Give a description of the goals for the summer project. If possible, this should come in three parts:

  • An entirely reachable goal that you fully expect the students to achieve: this could be an answer to a question, an exploration of a hypothesis, things of that nature. It would be best to give time-based specifics here: for example, by week 3 they should have learned X and produced Y, by week 6 they should extend this to Z, and so forth.
  • A tangible product the students will create in the course of their research, which ideally will be of use both to further researchers at the university and to the students as something they can show off to future employers or graduate schools. This could be, for example, a good piece of well-commented software, a visualization device or a detailed curation of previously raw data.
  • A more outrageous goal that you would be quite (pleasantly!) surprised to see the students achieve, along with a plan for them to build a potential roadmap toward that goal. For example, this goal might only be reachable if you had data that you currently do not have, and the students might build a speculative roadmap toward acquiring that data (write a mock grant, a mock IRB application and so forth).

Dataset Description

Please give a brief description of the dataset(s) you wish to have the undergraduate students work with. You should make sure to cover the following points:

  • What the data are about: A high-level description
  • What’s actually in the dataset: A lower-level description
  • Access issues: What is the plan to ensure that the students will be able to access the data before the beginning of Data+?
  • Privacy/ownership issues: Are there data sensitivity issues at play? Is an IRB protocol needed, and if so, what is the plan to obtain one? If the dataset is owned by an outside party, how will a data use agreement (DUA) be negotiated?

Partner Description

Some of the best Data+ projects have a partner from outside of the university, or at least from outside the traditionally academic parts of the university. This might be someone who is invested in the data or the questions, and to whom the students will in essence “deliver a product.” Ideally, this partner will be able to come to campus two or three times during the summer to hear updates from your students and provide feedback. If this paradigm makes sense in your project, please give:

  • A short description of the partner
  • A short description of their interest in the problem
  • An estimate about how much funding the partner might be able to contribute
  • A plan for stude­­­nt-partner engagement
    • Name and title of main point-of-contact
    • How often and in what context they might meet with the students

Day-to-day Mentoring

Day-to-day faculty involvement in Data+ is not expected. Instead, each Data+ project has a mentor, usually a graduate student or postdoc, who is on hand to give the student team more focused guidance. The time commitment tends to be 5-7 hours per week, and funding is generally available to cover this person’s time.

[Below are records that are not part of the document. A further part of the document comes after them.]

//! Session state and exchange orchestration
//!
//! A `Session` owns one bounded context window, at most one active document
//! context, and the instruction text. It assembles requests for the
//! completion service and records completed exchanges back into the window.
//! Sessions are plain per-user values passed explicitly to every operation;
//! there is no shared or global session state.

pub mod window;

pub use window::{ContextWindow, Role, Turn};

use futures::StreamExt;

use crate::error::Result;
use crate::providers::{CompletionRequest, CompletionService};

/// Prefix used for the stored payload of an ingested document event
const DOCUMENT_STORED_PREFIX: &str = "Content stored: ";

/// The one active ingested document, kept as a single text blob
///
/// Replacing the document discards the previous one entirely; only one
/// document is active at a time.
#[derive(Debug, Clone)]
pub struct DocumentContext {
    label: String,
    text: String,
}

impl DocumentContext {
    /// Label under which the document was ingested
    pub fn label(&self) -> &str {
        &self.label
    }

    /// Full extracted text of the document
    pub fn text(&self) -> &str {
        &self.text
    }
}

/// One user's interactive tutoring session
///
/// The session exclusively owns its context window; callers read it through
/// snapshots only. Exchanges are recorded atomically: the (user, reply) pair
/// enters the window only after the full reply text is known, so a failed or
/// interrupted model call leaves the window untouched.
pub struct Session {
    window: ContextWindow,
    document: Option<DocumentContext>,
    instruction: String,
}

impl Session {
    /// Creates a session over an owned window and instruction text
    ///
    /// # Examples
    ///
    /// ```
    /// use tutora::session::{ContextWindow, Session};
    ///
    /// let window = ContextWindow::new(5).unwrap();
    /// let session = Session::new(window, "You are a tutor.");
    /// assert_eq!(session.window().capacity(), 5);
    /// ```
    pub fn new(window: ContextWindow, instruction: impl Into<String>) -> Self {
        Self {
            window,
            document: None,
            instruction: instruction.into(),
        }
    }

    /// Read-only view of the owned context window
    pub fn window(&self) -> &ContextWindow {
        &self.window
    }

    /// Instruction text supplied with every request
    pub fn instruction(&self) -> &str {
        &self.instruction
    }

    /// The currently active document, if any
    pub fn document(&self) -> Option<&DocumentContext> {
        self.document.as_ref()
    }

    /// Runs one blocking exchange against the completion service
    ///
    /// Assembles the request from the instruction, the current window
    /// snapshot, and `user_text`; on success records the pair and returns
    /// the reply. A service failure records nothing.
    pub async fn exchange(
        &mut self,
        service: &dyn CompletionService,
        user_text: &str,
    ) -> Result<String> {
        let request = CompletionRequest::new(&self.instruction, self.window.view(), user_text);
        let reply = service.complete(&request).await?;

        self.window.record(user_text, reply.clone());
        Ok(reply)
    }

    /// Runs one streamed exchange against the completion service
    ///
    /// Fragments are handed to `on_fragment` in arrival order. The
    /// concatenated reply is recorded as one atomic pair only after the
    /// stream ends; a mid-stream failure records nothing.
    pub async fn exchange_streaming<F>(
        &mut self,
        service: &dyn CompletionService,
        user_text: &str,
        mut on_fragment: F,
    ) -> Result<String>
    where
        F: FnMut(&str),
    {
        let request = CompletionRequest::new(&self.instruction, self.window.view(), user_text);
        let mut stream = service.complete_stream(&request).await?;

        let mut reply = String::new();
        while let Some(fragment) = stream.next().await {
            let fragment = fragment?;
            on_fragment(&fragment);
            reply.push_str(&fragment);
        }

        self.window.record(user_text, reply.clone());
        Ok(reply)
    }

    /// Records an exchange that did not involve the completion service
    ///
    /// Used for the scripted greeting and farewell pairs.
    pub fn record_exchange(
        &mut self,
        user_text: impl Into<String>,
        assistant_text: impl Into<String>,
    ) {
        self.window.record(user_text, assistant_text);
    }

    /// Ingests an extracted document into the session
    ///
    /// Replaces any previously active document and records the ingestion as
    /// an event pair (marker + stored text) through the window. The event
    /// rides inside the same bounded window as ordinary conversation, so
    /// later exchanges can evict it.
    pub fn ingest_document(&mut self, label: impl Into<String>, text: impl Into<String>) {
        let label = label.into();
        let text = text.into();

        if let Some(previous) = &self.document {
            tracing::info!(
                previous = %previous.label(),
                replacement = %label,
                "Replacing active document context"
            );
        }

        self.window
            .record_event(&label, format!("{}{}", DOCUMENT_STORED_PREFIX, text));
        self.document = Some(DocumentContext { label, text });
    }
}
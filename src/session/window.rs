//! Bounded conversation context window
//!
//! This module implements the sliding window of recent exchanges that is
//! supplied as conversational memory to every model call. The window holds
//! complete (user, assistant) pairs and evicts the oldest pair first once
//! capacity is reached.

use std::collections::VecDeque;

use crate::error::{Result, TutoraError};

/// Role of a single message unit in the context window
#[derive(Debug, Clone, Copy, PartialEq, Eq)]
pub enum Role {
    /// Input typed by the user
    User,
    /// Text generated by the model
    Assistant,
    /// Synthetic context injection (e.g. an ingested document)
    Event,
}

impl std::fmt::Display for Role {
    fn fmt(&self, f: &mut std::fmt::Formatter<'_>) -> std::fmt::Result {
        match self {
            Self::User => write!(f, "user"),
            Self::Assistant => write!(f, "assistant"),
            Self::Event => write!(f, "event"),
        }
    }
}

/// One role-tagged message unit
///
/// Turns are immutable once created; the window hands out clones, so a copy
/// taken by a caller can never disturb the window's internal order.
#[derive(Debug, Clone, PartialEq, Eq)]
pub struct Turn {
    role: Role,
    text: String,
}

impl Turn {
    /// Creates a user turn
    ///
    /// # Examples
    ///
    /// ```
    /// use tutora::session::{Role, Turn};
    ///
    /// let turn = Turn::user("What is momentum?");
    /// assert_eq!(turn.role(), Role::User);
    /// ```
    pub fn user(text: impl Into<String>) -> Self {
        Self {
            role: Role::User,
            text: text.into(),
        }
    }

    /// Creates an assistant turn
    pub fn assistant(text: impl Into<String>) -> Self {
        Self {
            role: Role::Assistant,
            text: text.into(),
        }
    }

    /// Creates a synthetic event turn
    pub fn event(text: impl Into<String>) -> Self {
        Self {
            role: Role::Event,
            text: text.into(),
        }
    }

    /// Role of this turn
    pub fn role(&self) -> Role {
        self.role
    }

    /// Text content of this turn
    pub fn text(&self) -> &str {
        &self.text
    }
}

/// Bounded FIFO window of conversation pairs
///
/// The window stores up to `capacity` pairs of turns. Recording a new pair
/// when the window is full evicts the oldest pair, preserving the relative
/// order of the remainder. Event pairs (document ingestions) ride through
/// the same window and are evicted on exactly the same terms as ordinary
/// conversation, so an ingested document silently falls out of context after
/// `capacity` further exchanges.
///
/// # Examples
///
/// ```
/// use tutora::session::ContextWindow;
///
/// let mut window = ContextWindow::new(2).unwrap();
/// window.record("A?", "A.");
/// window.record("B?", "B.");
/// window.record("C?", "C.");
///
/// let turns = window.view();
/// assert_eq!(turns.len(), 4);
/// assert_eq!(turns[0].text(), "B?");
/// ```
#[derive(Debug, Clone)]
pub struct ContextWindow {
    pairs: VecDeque<(Turn, Turn)>,
    capacity: usize,
}

impl ContextWindow {
    /// Creates a window holding at most `capacity` pairs
    ///
    /// # Errors
    ///
    /// Returns `TutoraError::InvalidConfiguration` when `capacity` is zero.
    pub fn new(capacity: usize) -> Result<Self> {
        if capacity == 0 {
            return Err(TutoraError::InvalidConfiguration(
                "context window capacity must be at least one pair".to_string(),
            )
            .into());
        }

        Ok(Self {
            pairs: VecDeque::with_capacity(capacity),
            capacity,
        })
    }

    /// Records one completed exchange as an atomic (user, assistant) pair
    ///
    /// Any text is accepted, including empty strings. Never fails; when the
    /// window is full the oldest pair is evicted first.
    pub fn record(&mut self, user_text: impl Into<String>, assistant_text: impl Into<String>) {
        self.push_pair(Turn::user(user_text), Turn::assistant(assistant_text));
    }

    /// Records a non-conversational context injection
    ///
    /// The pair is made of two event turns: the ingestion marker and the
    /// stored payload. Event pairs participate in eviction exactly like
    /// ordinary exchanges.
    pub fn record_event(&mut self, label: impl Into<String>, payload: impl Into<String>) {
        self.push_pair(Turn::event(label), Turn::event(payload));
    }

    fn push_pair(&mut self, first: Turn, second: Turn) {
        if self.pairs.len() == self.capacity {
            if let Some((evicted, _)) = self.pairs.pop_front() {
                tracing::debug!(
                    role = %evicted.role(),
                    "Evicting oldest pair from context window"
                );
            }
        }
        self.pairs.push_back((first, second));
    }

    /// Returns a snapshot of the window contents in chronological order
    ///
    /// The snapshot reflects the state as of the call; turns are cloned out,
    /// so the caller cannot mutate the window through it. The returned length
    /// is always even: pairs are recorded atomically and never split.
    pub fn view(&self) -> Vec<Turn> {
        self.pairs
            .iter()
            .flat_map(|(first, second)| [first.clone(), second.clone()])
            .collect()
    }

    /// Maximum number of pairs this window holds, fixed at construction
    pub fn capacity(&self) -> usize {
        self.capacity
    }

    /// Number of pairs currently in the window
    pub fn len(&self) -> usize {
        self.pairs.len()
    }

    /// Returns true if nothing has been recorded yet
    pub fn is_empty(&self) -> bool {
        self.pairs.is_empty()
    }
}
//! Configuration management for Tutora
//!
//! This module handles loading, parsing, validating, and managing
//! configuration from files and environment variables.

use serde::{Deserialize, Serialize};
use std::path::{Path, PathBuf};

use crate::error::{Result, TutoraError};

/// Main configuration structure for Tutora
///
/// Holds everything needed to run a tutoring session: the completion-service
/// settings, the session window settings, and the tutor policy overrides.
#[derive(Debug, Clone, Default, Serialize, Deserialize)]
pub struct Config {
    /// Completion-service configuration (Gemini, Ollama)
    #[serde(default)]
    pub provider: ProviderConfig,

    /// Session behavior configuration
    #[serde(default)]
    pub session: SessionConfig,

    /// Tutor policy configuration
    #[serde(default)]
    pub tutor: TutorConfig,
}

/// Completion-service configuration
///
/// Specifies which backend to use and its settings.
#[derive(Debug, Clone, Serialize, Deserialize)]
pub struct ProviderConfig {
    /// Type of service to use ("gemini" or "ollama")
    #[serde(rename = "type", default = "default_provider_type")]
    pub provider_type: String,

    /// Gemini configuration
    #[serde(default)]
    pub gemini: GeminiConfig,

    /// Ollama configuration
    #[serde(default)]
    pub ollama: OllamaConfig,
}

fn default_provider_type() -> String {
    "gemini".to_string()
}

impl Default for ProviderConfig {
    fn default() -> Self {
        Self {
            provider_type: default_provider_type(),
            gemini: GeminiConfig::default(),
            ollama: OllamaConfig::default(),
        }
    }
}

/// Gemini service configuration
#[derive(Debug, Clone, Serialize, Deserialize)]
pub struct GeminiConfig {
    /// Model to use
    #[serde(default = "default_gemini_model")]
    pub model: String,

    /// Optional API base URL (useful for tests and local mocks)
    ///
    /// When set, this base is used to build the `generateContent` and
    /// `streamGenerateContent` endpoints, which allows tests to point the
    /// service at a mock server.
    #[serde(default)]
    pub api_base: Option<String>,

    /// Optional API key; falls back to the GEMINI_API_KEY environment variable
    #[serde(default)]
    pub api_key: Option<String>,

    /// Sampling temperature
    #[serde(default = "default_gemini_temperature")]
    pub temperature: f32,

    /// Maximum tokens to generate per reply
    #[serde(default = "default_gemini_max_output_tokens")]
    pub max_output_tokens: u32,
}

fn default_gemini_model() -> String {
    "gemini-1.5-flash".to_string()
}

fn default_gemini_temperature() -> f32 {
    0.0
}

fn default_gemini_max_output_tokens() -> u32 {
    1024
}

impl Default for GeminiConfig {
    fn default() -> Self {
        Self {
            model: default_gemini_model(),
            api_base: None,
            api_key: None,
            temperature: default_gemini_temperature(),
            max_output_tokens: default_gemini_max_output_tokens(),
        }
    }
}

/// Ollama service configuration
#[derive(Debug, Clone, Serialize, Deserialize)]
pub struct OllamaConfig {
    /// Ollama server host
    #[serde(default = "default_ollama_host")]
    pub host: String,

    /// Model to use
    #[serde(default = "default_ollama_model")]
    pub model: String,
}

fn default_ollama_host() -> String {
    "http://localhost:11434".to_string()
}

fn default_ollama_model() -> String {
    "llama3.2:latest".to_string()
}

impl Default for OllamaConfig {
    fn default() -> Self {
        Self {
            host: default_ollama_host(),
            model: default_ollama_model(),
        }
    }
}

/// Session behavior configuration
#[derive(Debug, Clone, Serialize, Deserialize)]
pub struct SessionConfig {
    /// Number of exchange pairs retained in the context window
    #[serde(default = "default_window_pairs")]
    pub window_pairs: usize,

    /// Greeting shown (and recorded) when a chat session starts
    #[serde(default = "default_welcome_message")]
    pub welcome_message: String,

    /// Farewell shown (and recorded) when the user says goodbye
    #[serde(default = "default_farewell_message")]
    pub farewell_message: String,
}

fn default_window_pairs() -> usize {
    5
}

fn default_welcome_message() -> String {
    "Hello! I'm Tutora, your personal tutor. Ask me anything about Physics, English, and Maths!"
        .to_string()
}

fn default_farewell_message() -> String {
    "Goodbye! Have a great day. See you next time.".to_string()
}

impl Default for SessionConfig {
    fn default() -> Self {
        Self {
            window_pairs: default_window_pairs(),
            welcome_message: default_welcome_message(),
            farewell_message: default_farewell_message(),
        }
    }
}

/// Tutor policy configuration
///
/// The instruction text is policy, not logic: either field replaces the
/// built-in default wholesale. Inline text wins over a file path.
#[derive(Debug, Clone, Default, Serialize, Deserialize)]
pub struct TutorConfig {
    /// Inline instruction text
    #[serde(default)]
    pub system_prompt: Option<String>,

    /// Path to a file holding the instruction text
    #[serde(default)]
    pub system_prompt_file: Option<PathBuf>,
}

impl Config {
    /// Load configuration from a file with environment overrides
    ///
    /// Falls back to defaults when the file does not exist.
    ///
    /// # Arguments
    ///
    /// * `path` - Path to configuration file
    ///
    /// # Errors
    ///
    /// Returns error if the file exists but cannot be read or parsed.
    pub fn load(path: &str) -> Result<Self> {
        let mut config = if Path::new(path).exists() {
            Self::from_file(path)?
        } else {
            tracing::warn!("Config file not found at {}, using defaults", path);
            Self::default()
        };

        config.apply_env_vars();
        Ok(config)
    }

    fn from_file(path: &str) -> Result<Self> {
        let contents = std::fs::read_to_string(path)
            .map_err(|e| TutoraError::Config(format!("Failed to read config file: {}", e)))?;
        serde_yaml::from_str(&contents)
            .map_err(|e| TutoraError::Config(format!("Failed to parse config: {}", e)).into())
    }

    fn apply_env_vars(&mut self) {
        if let Ok(provider_type) = std::env::var("TUTORA_PROVIDER") {
            self.provider.provider_type = provider_type;
        }

        if let Ok(gemini_model) = std::env::var("TUTORA_GEMINI_MODEL") {
            self.provider.gemini.model = gemini_model;
        }

        if let Ok(ollama_host) = std::env::var("TUTORA_OLLAMA_HOST") {
            self.provider.ollama.host = ollama_host;
        }

        if let Ok(ollama_model) = std::env::var("TUTORA_OLLAMA_MODEL") {
            self.provider.ollama.model = ollama_model;
        }

        if let Ok(window_pairs) = std::env::var("TUTORA_WINDOW_PAIRS") {
            if let Ok(value) = window_pairs.parse() {
                self.session.window_pairs = value;
            } else {
                tracing::warn!("Invalid TUTORA_WINDOW_PAIRS: {}", window_pairs);
            }
        }
    }

    /// Validate the configuration
    ///
    /// # Errors
    ///
    /// Returns `InvalidConfiguration` when the window capacity is zero and
    /// `Config` for unknown provider types or empty model names.
    pub fn validate(&self) -> Result<()> {
        if self.session.window_pairs == 0 {
            return Err(TutoraError::InvalidConfiguration(
                "session.window_pairs must be at least 1".to_string(),
            )
            .into());
        }

        match self.provider.provider_type.as_str() {
            "gemini" => {
                if self.provider.gemini.model.is_empty() {
                    return Err(
                        TutoraError::Config("provider.gemini.model must not be empty".to_string())
                            .into(),
                    );
                }
            }
            "ollama" => {
                if self.provider.ollama.host.is_empty() {
                    return Err(
                        TutoraError::Config("provider.ollama.host must not be empty".to_string())
                            .into(),
                    );
                }
                if self.provider.ollama.model.is_empty() {
                    return Err(
                        TutoraError::Config("provider.ollama.model must not be empty".to_string())
                            .into(),
                    );
                }
            }
            other => {
                return Err(TutoraError::Config(format!(
                    "Unknown provider type: {} (expected \"gemini\" or \"ollama\")",
                    other
                ))
                .into());
            }
        }

        Ok(())
    }
}
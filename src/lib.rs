//! Tutora - interactive AI tutoring chat library
//!
//! This library provides the core functionality for the Tutora tutoring
//! assistant: the bounded conversation context window, session orchestration,
//! completion-service abstractions, document text extraction, and
//! configuration.
//!
//! # Architecture
//!
//! The library is organized into the following modules:
//!
//! - `session`: Bounded context window and per-session state
//! - `providers`: Completion-service abstraction and implementations (Gemini, Ollama)
//! - `extract`: Document text extraction boundary and PDF implementation
//! - `prompts`: Tutor instruction text (policy configuration)
//! - `config`: Configuration management and validation
//! - `error`: Error types and result aliases
//! - `cli`: Command-line interface definition
//!
//! # Example
//!
//! ```
//! use tutora::session::{ContextWindow, Session};
//!
//! let window = ContextWindow::new(5).unwrap();
//! let mut session = Session::new(window, "You are a tutor.");
//! session.record_exchange("Hello", "Welcome!");
//! assert_eq!(session.window().view().len(), 2);
//! ```

pub mod cli;
pub mod commands;
pub mod config;
pub mod error;
pub mod extract;
pub mod prompts;
pub mod providers;
pub mod session;

// Re-export commonly used types
pub use config::Config;
pub use error::{Result, TutoraError};
pub use extract::{DocumentExtractor, PdfExtractor};
pub use providers::{CompletionRequest, CompletionService};
pub use session::{ContextWindow, DocumentContext, Role, Session, Turn};
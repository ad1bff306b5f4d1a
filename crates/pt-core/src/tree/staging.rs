//! Staging builder for a single node.

use std::collections::HashMap;
use std::sync::Arc;

use log::debug;

use crate::error::RouteError;
use crate::segment::ParametricSegment;

use super::node::{ParametricChild, RouteTreeNode};

/// Check a literal key: non-empty, ASCII letters, digits, `-`, `.`, `_`, `~`.
#[inline]
pub fn is_valid_segment(segment: &str) -> bool {
    !segment.is_empty()
        && segment
            .bytes()
            .all(|b| b.is_ascii_alphanumeric() || matches!(b, b'-' | b'.' | b'_' | b'~'))
}

/// Mutable staging area for one node.
///
/// Literal children are keyed by exact segment text; inserting an existing
/// key replaces the previous child. The parametric and wildcard slots can be
/// filled once each. [`create_node`](Self::create_node) freezes the builder.
pub struct RouteTreeNodeBuilder<H> {
    handler: Option<Arc<H>>,
    literal_children: HashMap<String, Arc<RouteTreeNode<H>>>,
    parametric_child: Option<ParametricChild<H>>,
    wildcard_child: Option<Arc<RouteTreeNode<H>>>,
}

impl<H> RouteTreeNodeBuilder<H> {
    pub fn new() -> Self {
        Self {
            handler: None,
            literal_children: HashMap::new(),
            parametric_child: None,
            wildcard_child: None,
        }
    }

    pub fn set_handler(&mut self, handler: H) {
        self.handler = Some(Arc::new(handler));
    }

    /// Set a handler that is already shared with other nodes.
    pub fn set_shared_handler(&mut self, handler: Arc<H>) {
        self.handler = Some(handler);
    }

    pub fn add_literal_child(
        &mut self,
        segment: impl Into<String>,
        node: RouteTreeNode<H>,
    ) -> Result<(), RouteError> {
        let segment = segment.into();
        if !is_valid_segment(&segment) {
            return Err(RouteError::InvalidSegment(segment));
        }
        self.literal_children.insert(segment, Arc::new(node));
        Ok(())
    }

    pub fn set_parametric_child(
        &mut self,
        segment: Arc<dyn ParametricSegment>,
        node: RouteTreeNode<H>,
    ) -> Result<(), RouteError> {
        if self.parametric_child.is_some() {
            return Err(RouteError::DuplicateParametricChild);
        }
        self.parametric_child = Some(ParametricChild::new(segment, node));
        Ok(())
    }

    pub fn set_wildcard_child(&mut self, node: RouteTreeNode<H>) -> Result<(), RouteError> {
        if self.wildcard_child.is_some() {
            return Err(RouteError::DuplicateWildcardChild);
        }
        self.wildcard_child = Some(Arc::new(node));
        Ok(())
    }

    /// Freeze the staged state into an immutable node.
    pub fn create_node(self, label: impl Into<String>) -> RouteTreeNode<H> {
        let label = label.into();
        debug!(
            "creating node {}: handler={}, literals={}, parametric={}, wildcard={}",
            label,
            self.handler.is_some(),
            self.literal_children.len(),
            self.parametric_child.is_some(),
            self.wildcard_child.is_some(),
        );
        RouteTreeNode::from_parts(
            label,
            self.handler,
            self.literal_children,
            self.parametric_child,
            self.wildcard_child,
        )
    }
}

impl<H> Default for RouteTreeNodeBuilder<H> {
    fn default() -> Self {
        Self::new()
    }
}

  • If you would like to involve a student or postdoc from your own group, please give this person’s name and contact information.
  • If you would like us to provide a mentor, please list skills you would like this person to have.

Software Needs

Please describe what types of software the students will need to complete the summer project. Bear in mind that much of their work will take place on their laptops, but that there are of course many remote login options.

Skills Needed

In order to help our recruiting efforts, please list skills that students will need to make reasonable progress on this project. You may want to divide these up into essential and desirable. Bear in mind that you have 2-3 students working together in your group, and your group will itself be in a working environment with around 15 other groups, and so they will be motivated and able to learn skills from each other.